Word2vec does away with the non-linear hidden layer that was a bottleneck in earlier models. There's a tradeoff. We lose precise representation but training becomes more efficient. This simpler model is used to learn word vectors. The task of learning a language model is considered separately using these word vectors. Finally, not just past words but also future words are considered for context. When input words are projected, their vectors are averaged at the projection layer, unlike earlier models.
Further simplification of the softmax layer computation, enabled word2vec to be trained on 30 billion words, a scale that was not possible with earlier models.
-
What are the main models that are part of word2vec? Let's use a vocabulary of V words, a context of C words, a dense representation of N-dimensional word vector, an embedding matrix W of dimensions VxN at the input and a context matrix W' of dimensions NxV at the output.

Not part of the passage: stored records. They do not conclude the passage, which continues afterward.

//! Fractions in the half-open interval `(0, 1]`.

use std::fmt;

use serde::{Serialize, Serializer};

/// A fraction of a sequence length, strictly positive and at most 1.
#[derive(Debug, Clone, Copy, PartialEq, PartialOrd)]
pub struct Fraction(f64);

impl Fraction {
    /// Human-readable constraint, used in error messages.
    pub const CONSTRAINT: &'static str = "must lie in (0, 1]";

    pub const ONE: Fraction = Fraction(1.0);

    /// Returns `None` for NaN, values ≤ 0 and values > 1.
    pub fn new(value: f64) -> Option<Self> {
        if value > 0.0 && value <= 1.0 {
            Some(Self(value))
        } else {
            None
        }
    }

    pub fn get(self) -> f64 {
        self.0
    }

    /// Number of tokens this fraction of `len` covers, rounded down.
    pub fn of(self, len: usize) -> usize {
        (self.0 * len as f64).floor() as usize
    }
}

impl fmt::Display for Fraction {
    fn fmt(&self, f: &mut fmt::Formatter<'_>) -> fmt::Result {
        write!(f, "{}", self.0)
    }
}

impl Serialize for Fraction {
    fn serialize<S: Serializer>(&self, serializer: S) -> Result<S::Ok, S::Error> {
        serializer.serialize_f64(self.0)
    }
}

#[cfg(test)]
mod tests {
    use super::*;

    #[test]
    fn test_bounds() {
        assert!(Fraction::new(1.0).is_some());
        assert!(Fraction::new(1e-9).is_some());
        assert!(Fraction::new(0.0).is_none());
        assert!(Fraction::new(-0.1).is_none());
        assert!(Fraction::new(1.5).is_none());
        assert!(Fraction::new(f64::NAN).is_none());
    }

    #[test]
    fn test_of_rounds_down() {
        let frac = Fraction::new(0.3).unwrap();
        assert_eq!(frac.of(100), 30);
        assert_eq!(frac.of(7), 2);
        assert_eq!(Fraction::ONE.of(4096), 4096);
    }
}
//! Error types for loading and interpreting hybrid cache configs.
//!
//! Every schema error carries the [`FieldPath`] of the offending value so the
//! message points straight at the line a user has to fix.

use std::fmt;
use std::path::PathBuf;

use thiserror::Error;

/// A dotted/indexed path into the config document, e.g.
/// `hybrid_strategies[2].heavy_hitter_frac`.
#[derive(Debug, Clone, Default, PartialEq, Eq)]
pub struct FieldPath {
    segments: Vec<Segment>,
}

#[derive(Debug, Clone, PartialEq, Eq)]
enum Segment {
    Key(String),
    Index(usize),
}

impl FieldPath {
    /// The document root.
    pub fn root() -> Self {
        Self::default()
    }

    /// Path extended by a mapping key.
    pub fn key(&self, key: impl Into<String>) -> Self {
        let mut path = self.clone();
        path.segments.push(Segment::Key(key.into()));
        path
    }

    /// Path extended by a sequence index.
    pub fn index(&self, idx: usize) -> Self {
        let mut path = self.clone();
        path.segments.push(Segment::Index(idx));
        path
    }

    pub fn is_root(&self) -> bool {
        self.segments.is_empty()
    }
}

impl fmt::Display for FieldPath {
    fn fmt(&self, f: &mut fmt::Formatter<'_>) -> fmt::Result {
        if self.segments.is_empty() {
            return write!(f, "<root>");
        }
        for (i, segment) in self.segments.iter().enumerate() {
            match segment {
                Segment::Key(key) if i == 0 => write!(f, "{key}")?,
                Segment::Key(key) => write!(f, ".{key}")?,
                Segment::Index(idx) => write!(f, "[{idx}]")?,
            }
        }
        Ok(())
    }
}

/// Errors raised while loading, validating or planning a hybrid cache config.
#[derive(Error, Debug)]
pub enum ConfigError {
    #[error("failed to read {path:?}: {source}")]
    Io {
        path: PathBuf,
        #[source]
        source: std::io::Error,
    },

    #[error("malformed document: {message}")]
    MalformedDocument {
        message: String,
        /// 1-based line and column, when the YAML parser reports one.
        location: Option<(usize, usize)>,
    },

    #[error("unknown field `{path}`")]
    UnknownField { path: FieldPath },

    #[error("missing required field `{path}`")]
    MissingRequiredField { path: FieldPath },

    #[error("`{path}` must be {expected}, found {found}")]
    InvalidType {
        path: FieldPath,
        expected: &'static str,
        found: String,
    },

    #[error("`{path}` = {value} is out of range: {constraint}")]
    OutOfRangeValue {
        path: FieldPath,
        value: String,
        constraint: &'static str,
    },

    #[error("`{path}` = {value} is invalid: {reason}")]
    InvalidValue {
        path: FieldPath,
        value: String,
        reason: &'static str,
    },

    #[error("`{path}` is empty; the strategy chain needs at least one entry")]
    EmptyStrategyChain { path: FieldPath },

    #[error("`{path}` names unknown strategy {name:?}")]
    UnknownStrategy { path: FieldPath, name: String },

    #[error("`{path}` has {found} entries; expected 1 or {expected} (one per layer)")]
    LayerCountMismatch {
        path: FieldPath,
        expected: usize,
        found: usize,
    },

    #[error("no model preset matches {0:?}")]
    UnknownModel(String),

    #[error("model name {name:?} matches several presets equally well: {candidates:?}")]
    AmbiguousModel {
        name: String,
        candidates: Vec<String>,
    },

    #[error("failed to serialize config: {0}")]
    Serialize(#[from] serde_yaml::Error),
}

impl ConfigError {
    /// Field path of the offending value, for schema errors.
    pub fn path(&self) -> Option<&FieldPath> {
        match self {
            ConfigError::UnknownField { path }
            | ConfigError::MissingRequiredField { path }
            | ConfigError::InvalidType { path, .. }
            | ConfigError::OutOfRangeValue { path, .. }
            | ConfigError::InvalidValue { path, .. }
            | ConfigError::EmptyStrategyChain { path }
            | ConfigError::UnknownStrategy { path, .. }
            | ConfigError::LayerCountMismatch { path, .. } => Some(path),
            _ => None,
        }
    }
}

pub type Result<T> = std::result::Result<T, ConfigError>;

#[cfg(test)]
mod tests {
    use super::*;

    #[test]
    fn test_field_path_display() {
        let path = FieldPath::root()
            .key("hybrid_strategies")
            .index(2)
            .key("heavy_hitter_frac");
        assert_eq!(path.to_string(), "hybrid_strategies[2].heavy_hitter_frac");
        assert_eq!(FieldPath::root().to_string(), "<root>");
    }

    #[test]
    fn test_error_message_names_path() {
        let err = ConfigError::OutOfRangeValue {
            path: FieldPath::root().key("min_recovery_frac"),
            value: "1.5".to_string(),
            constraint: "must lie in (0, 1]",
        };
        assert_eq!(
            err.to_string(),
            "`min_recovery_frac` = 1.5 is out of range: must lie in (0, 1]"
        );
        assert_eq!(err.path().unwrap().to_string(), "min_recovery_frac");
    }
}
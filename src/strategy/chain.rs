//! Ordered fallback over the configured hybrid strategies.
//!
//! The chain is walked front to back; the first strategy whose recovery
//! fraction reaches the threshold wins. Recovery numbers come from the
//! caller (typically measured on the prompt's attention), never from here.

use crate::strategy::fraction::Fraction;
use crate::strategy::sub::SubStrategy;

/// Supplies the fraction of full-attention output a strategy would recover.
pub trait RecoveryEstimator {
    fn recovery(&self, strategy: &SubStrategy) -> f64;
}

impl<F> RecoveryEstimator for F
where
    F: Fn(&SubStrategy) -> f64,
{
    fn recovery(&self, strategy: &SubStrategy) -> f64 {
        self(strategy)
    }
}

/// Result of walking the chain.
#[derive(Debug, Clone, PartialEq)]
pub struct Selection<'a> {
    /// Position of the chosen strategy in the chain.
    pub index: usize,
    pub strategy: &'a SubStrategy,
    /// Recovery the estimator reported for the chosen strategy.
    pub recovery: f64,
    /// False when nothing reached the threshold and the last entry was taken.
    pub met_threshold: bool,
}

/// A non-empty, ordered view over hybrid strategies.
#[derive(Debug, Clone, Copy)]
pub struct HybridChain<'a> {
    strategies: &'a [SubStrategy],
}

impl<'a> HybridChain<'a> {
    /// Returns `None` for an empty slice.
    pub fn new(strategies: &'a [SubStrategy]) -> Option<Self> {
        if strategies.is_empty() {
            None
        } else {
            Some(Self { strategies })
        }
    }

    pub(crate) fn from_non_empty(strategies: &'a [SubStrategy]) -> Self {
        debug_assert!(!strategies.is_empty());
        Self { strategies }
    }

    pub fn strategies(&self) -> &'a [SubStrategy] {
        self.strategies
    }

    pub fn len(&self) -> usize {
        self.strategies.len()
    }

    pub fn is_empty(&self) -> bool {
        self.strategies.is_empty()
    }

    pub fn last(&self) -> &'a SubStrategy {
        // Non-empty by construction.
        &self.strategies[self.strategies.len() - 1]
    }

    /// Whether the final entry keeps the whole cache.
    pub fn has_fallback(&self) -> bool {
        self.last().is_no_eviction()
    }

    /// Walk the chain and pick the first strategy recovering at least
    /// `threshold` of full attention.
    ///
    /// The estimator is consulted lazily, in chain order, and not at all for
    /// entries after the winner. NaN recoveries never meet the threshold.
    pub fn select<E>(&self, threshold: Fraction, estimator: &E) -> Selection<'a>
    where
        E: RecoveryEstimator + ?Sized,
    {
        let threshold = threshold.get();
        let mut last_recovery = f64::NAN;

        for (index, strategy) in self.strategies.iter().enumerate() {
            let recovery = estimator.recovery(strategy);
            if recovery >= threshold {
                return Selection {
                    index,
                    strategy,
                    recovery,
                    met_threshold: true,
                };
            }
            last_recovery = recovery;
        }

        Selection {
            index: self.strategies.len() - 1,
            strategy: self.last(),
            recovery: last_recovery,
            met_threshold: false,
        }
    }
}
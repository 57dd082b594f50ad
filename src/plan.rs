//! Per-layer cache plan.
//!
//! Layerwise config fields are either a single entry shared by all layers or
//! one entry per layer. The plan resolves them against a model's layer count
//! and turns the cache-length fractions into token budgets.

use serde::Serialize;

use crate::config::HybridCacheConfig;
use crate::error::{ConfigError, FieldPath, Result};
use crate::model::ModelPreset;
use crate::strategy::chain::HybridChain;
use crate::strategy::fraction::Fraction;

/// Cache settings for one transformer layer.
#[derive(Debug, Clone, PartialEq, Serialize)]
pub struct LayerCachePlan {
    pub layer_idx: usize,
    pub cache_strategy: String,
    pub prompt_compression_strategy: String,
    pub max_cache_frac: Fraction,
    /// `max_cache_frac` of the model's max length, at least one token.
    pub max_cache_tokens: usize,
}

impl LayerCachePlan {
    pub fn is_hybrid(&self) -> bool {
        self.cache_strategy == HybridCacheConfig::HYBRID
    }
}

/// A config resolved against a model.
#[derive(Debug, Clone)]
pub struct CachePlan<'a> {
    config: &'a HybridCacheConfig,
    model: ModelPreset,
    layers: Vec<LayerCachePlan>,
}

impl<'a> CachePlan<'a> {
    pub fn build(config: &'a HybridCacheConfig, model: &ModelPreset) -> Result<Self> {
        let n_layer = model.n_layer;
        let root = FieldPath::root();

        let cache_strategy = per_layer(&root.key("cache_strategy"), config.cache_strategy(), n_layer)?;
        let prompt_compression = per_layer(
            &root.key("prompt_compression_strategy"),
            config.prompt_compression_strategy(),
            n_layer,
        )?;
        let max_cache_length = per_layer(&root.key("max_cache_length"), config.max_cache_length(), n_layer)?;

        let layers = (0..n_layer)
            .map(|layer_idx| {
                let max_cache_frac = *max_cache_length[layer_idx];
                LayerCachePlan {
                    layer_idx,
                    cache_strategy: cache_strategy[layer_idx].clone(),
                    prompt_compression_strategy: prompt_compression[layer_idx].clone(),
                    max_cache_frac,
                    max_cache_tokens: max_cache_frac.of(model.max_length).max(1),
                }
            })
            .collect();

        Ok(Self {
            config,
            model: model.clone(),
            layers,
        })
    }

    pub fn model(&self) -> &ModelPreset {
        &self.model
    }

    pub fn layers(&self) -> &[LayerCachePlan] {
        &self.layers
    }

    /// The hybrid chain for `layer_idx`, if that layer uses it.
    pub fn chain_for(&self, layer_idx: usize) -> Option<HybridChain<'a>> {
        self.layers
            .get(layer_idx)
            .filter(|layer| layer.is_hybrid())
            .map(|_| self.config.chain())
    }

    /// For each layer, whether a prompt of `prompt_len` tokens exceeds its
    /// cache and therefore has to go through prompt compression.
    pub fn prompt_cache_overflow(&self, prompt_len: usize) -> Vec<bool> {
        self.layers
            .iter()
            .map(|layer| prompt_len > layer.max_cache_tokens)
            .collect()
    }

    /// Smallest per-layer cache budget, in tokens.
    pub fn min_cache_length(&self) -> usize {
        self.layers
            .iter()
            .map(|layer| layer.max_cache_tokens)
            .min()
            .unwrap_or(0)
    }

    /// KV heads per layer, i.e. how many independent strategy choices a
    /// hybrid layer makes.
    pub fn kv_heads(&self) -> usize {
        self.model.n_local_heads
    }
}

/// Broadcast a length-1 field, or accept exactly one entry per layer.
fn per_layer<'v, T>(path: &FieldPath, values: &'v [T], n_layer: usize) -> Result<Vec<&'v T>> {
    match values.len() {
        1 => Ok(vec![&values[0]; n_layer]),
        len if len == n_layer => Ok(values.iter().collect()),
        found => Err(ConfigError::LayerCountMismatch {
            path: path.clone(),
            expected: n_layer,
            found,
        }),
    }
}

#[cfg(test)]
mod tests {
    use super::*;

    fn model(n_layer: usize, max_length: usize) -> ModelPreset {
        ModelPreset {
            name: "test".to_string(),
            n_layer,
            n_head: 8,
            n_local_heads: 2,
            max_length,
        }
    }

    fn config(cache_strategy: &[&str], max_cache_length: &[f64]) -> HybridCacheConfig {
        HybridCacheConfig::new(
            cache_strategy.iter().map(|s| s.to_string()).collect(),
            vec!["full".to_string()],
            max_cache_length
                .iter()
                .map(|f| Fraction::new(*f).unwrap())
                .collect(),
            4,
            None,
            vec![crate::strategy::sub::SubStrategy::Full],
        )
        .unwrap()
    }

    #[test]
    fn test_broadcast_single_entry() {
        let cfg = config(&["hybrid"], &[0.5]);
        let plan = CachePlan::build(&cfg, &model(3, 1000)).unwrap();
        assert_eq!(plan.layers().len(), 3);
        assert!(plan.layers().iter().all(|l| l.max_cache_tokens == 500));
        assert!(plan.layers().iter().all(LayerCachePlan::is_hybrid));
        assert!(plan.chain_for(2).is_some());
        assert!(plan.chain_for(3).is_none());
    }

    #[test]
    fn test_per_layer_entries() {
        let cfg = config(&["full", "hybrid"], &[1.0, 0.25]);
        let plan = CachePlan::build(&cfg, &model(2, 1000)).unwrap();
        assert_eq!(plan.layers()[0].max_cache_tokens, 1000);
        assert_eq!(plan.layers()[1].max_cache_tokens, 250);
        assert!(plan.chain_for(0).is_none());
        assert!(plan.chain_for(1).is_some());
        assert_eq!(plan.min_cache_length(), 250);
        assert_eq!(plan.prompt_cache_overflow(500), vec![false, true]);
    }

    #[test]
    fn test_layer_count_mismatch() {
        let cfg = config(&["hybrid"], &[1.0, 0.5]);
        let err = CachePlan::build(&cfg, &model(3, 1000)).unwrap_err();
        match err {
            ConfigError::LayerCountMismatch {
                path,
                expected,
                found,
            } => {
                assert_eq!(path.to_string(), "max_cache_length");
                assert_eq!(expected, 3);
                assert_eq!(found, 2);
            }
            other => panic!("unexpected error: {other}"),
        }
    }

    #[test]
    fn test_budget_at_least_one_token() {
        let cfg = config(&["hybrid"], &[0.001]);
        let plan = CachePlan::build(&cfg, &model(1, 100)).unwrap();
        assert_eq!(plan.min_cache_length(), 1);
        assert_eq!(plan.kv_heads(), 2);
    }
}
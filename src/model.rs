//! Model shape presets.
//!
//! Only the dimensions a cache plan needs are kept: layer count, attention
//! and KV head counts, and the maximum context length.

use serde::Serialize;

use crate::error::{ConfigError, Result};

/// Shape of a transformer model, as far as the KV cache is concerned.
#[derive(Debug, Clone, PartialEq, Eq, Serialize)]
pub struct ModelPreset {
    pub name: String,
    pub n_layer: usize,
    pub n_head: usize,
    /// KV heads (grouped-query attention). Equal to `n_head` for MHA.
    pub n_local_heads: usize,
    /// Maximum sequence length the cache must cover.
    pub max_length: usize,
}

struct PresetRow {
    name: &'static str,
    n_layer: usize,
    n_head: usize,
    n_local_heads: Option<usize>,
    max_length: usize,
}

const DEFAULT_MAX_LENGTH: usize = 4096;

const fn row(
    name: &'static str,
    n_layer: usize,
    n_head: usize,
    n_local_heads: Option<usize>,
    max_length: usize,
) -> PresetRow {
    PresetRow {
        name,
        n_layer,
        n_head,
        n_local_heads,
        max_length,
    }
}

const PRESETS: &[PresetRow] = &[
    row("CodeLlama-7b-Python-hf", 32, 32, None, DEFAULT_MAX_LENGTH),
    row("LLaMA-2-7B-32K", 32, 32, None, DEFAULT_MAX_LENGTH),
    row("7B", 32, 32, None, DEFAULT_MAX_LENGTH),
    row("13B", 40, 40, None, DEFAULT_MAX_LENGTH),
    row("30B", 60, 52, None, DEFAULT_MAX_LENGTH),
    row("34B", 48, 64, Some(8), DEFAULT_MAX_LENGTH),
    row("70B", 80, 64, Some(8), DEFAULT_MAX_LENGTH),
    row("Mistral-7B", 32, 32, Some(8), DEFAULT_MAX_LENGTH),
    row("stories15M", 6, 6, None, DEFAULT_MAX_LENGTH),
    row("stories110M", 12, 12, None, DEFAULT_MAX_LENGTH),
    row("Meta-Llama-3-8B-Instruct", 32, 32, Some(8), 8192),
    row("Meta-Llama-3.1-8B-Instruct", 32, 32, Some(8), 131_072),
    row("Qwen2-0.5B-Instruct", 24, 14, Some(2), 32_768),
    row("Qwen2-1.5B-Instruct", 28, 12, Some(2), 32_768),
    row("Qwen2-7B-Instruct", 28, 28, Some(4), 32_768),
];

impl ModelPreset {
    /// Names of all built-in presets.
    pub fn names() -> impl Iterator<Item = &'static str> {
        PRESETS.iter().map(|row| row.name)
    }

    /// Look up a preset by name.
    ///
    /// An exact match wins. Otherwise every preset whose name occurs in
    /// `name` (or in its upper-cased form) is a candidate and the longest one
    /// is chosen, so "Mistral-7B-Instruct" resolves to "Mistral-7B" rather
    /// than "7B".
    pub fn from_name(name: &str) -> Result<Self> {
        if let Some(row) = PRESETS.iter().find(|row| row.name == name) {
            return Ok(Self::from_row(row));
        }

        let upper = name.to_uppercase();
        let mut candidates: Vec<&PresetRow> = PRESETS
            .iter()
            .filter(|row| upper.contains(row.name) || name.contains(row.name))
            .collect();
        candidates.sort_by(|a, b| b.name.len().cmp(&a.name.len()));

        match candidates.as_slice() {
            [] => Err(ConfigError::UnknownModel(name.to_string())),
            [best, second, ..] if best.name.len() == second.name.len() => {
                Err(ConfigError::AmbiguousModel {
                    name: name.to_string(),
                    candidates: candidates
                        .iter()
                        .take_while(|row| row.name.len() == best.name.len())
                        .map(|row| row.name.to_string())
                        .collect(),
                })
            }
            [best, ..] => Ok(Self::from_row(best)),
        }
    }

    /// Query heads sharing each KV head.
    pub fn group_size(&self) -> usize {
        self.n_head / self.n_local_heads.max(1)
    }

    fn from_row(row: &PresetRow) -> Self {
        Self {
            name: row.name.to_string(),
            n_layer: row.n_layer,
            n_head: row.n_head,
            n_local_heads: row.n_local_heads.unwrap_or(row.n_head),
            max_length: row.max_length,
        }
    }
}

Word2vec has two models for deriving word embeddings:
- Continuous Bag-of-Words (CBOW): We take words surrounding a given word and try to predict the latter. Each word is a one-hot coded vector. Via an embedding matrix, this is transformed into a N-dimensional vector that's the average of C word vectors. From this vector, we compute probabilities for each word in the vocabulary. Word with highest probability is the predicted word.
- Continuous Skip-gram: We take one word and try to predict words that occur around it. At the output, we try to predict C different words.
-
Could you describe the details of how word2vec learns word embeddings? Word2vec uses a neural network model based on word-context pairs. With each training step, the weights are adjusted with the goal of minimizing the loss function, that is, minimize the error between predicted output and actual output. An iteration uses one word-context pair. Training on the entire input corpus may be considered one training epoch.
Consider the skip-gram model. A sliding window around the current input word is used to predict the words within the window. Once this iteration adjusts the weights, the window slides to the next word in the corpus.
Word2vec is not a deep learning technique. In fact, there are no hidden layers, although it's common to refer to the embedding layer as hidden layer, or projection layer. A typical pipeline involves selecting the vocabulary from a text corpus, sliding the window to select context, performing extra tasks to simplify softmax computation, and iterating through the neural network model.
-
Why is the softmax layer of word2vec considered computationally difficult? The softmax layer treats the problem of selecting the most probable word as a multiclass classification problem. It computes the probability of each word being the actual word. Probabilities of all words should add up to 1. For skip-gram model, it does this for each contextual word.
Consider a vocabulary of K words, and input and output vectors \(v_w\) and \(v'_w\) of word w. For skip-gram, softmax function is the probability of an output word given the input word, $$p(w_O|w_I) = \frac{e^{{v'_{w_O}}^T\,v_{w_I}}}{\sum_{w=1}^{K} e^{{v'_w}^T\,v_{w_I}}}$$
With a vocabulary of hundreds of thousands of words, computing the softmax probability for each word for each iteration is computationally expensive. Hierarchical Softmax solves this problem by doing computations on word parts and reusing the results. Negative Sampling is an alternative. It selects a few negative samples and computes softmax only for these and the actual outputs. Both these simplify computation without much loss of accuracy.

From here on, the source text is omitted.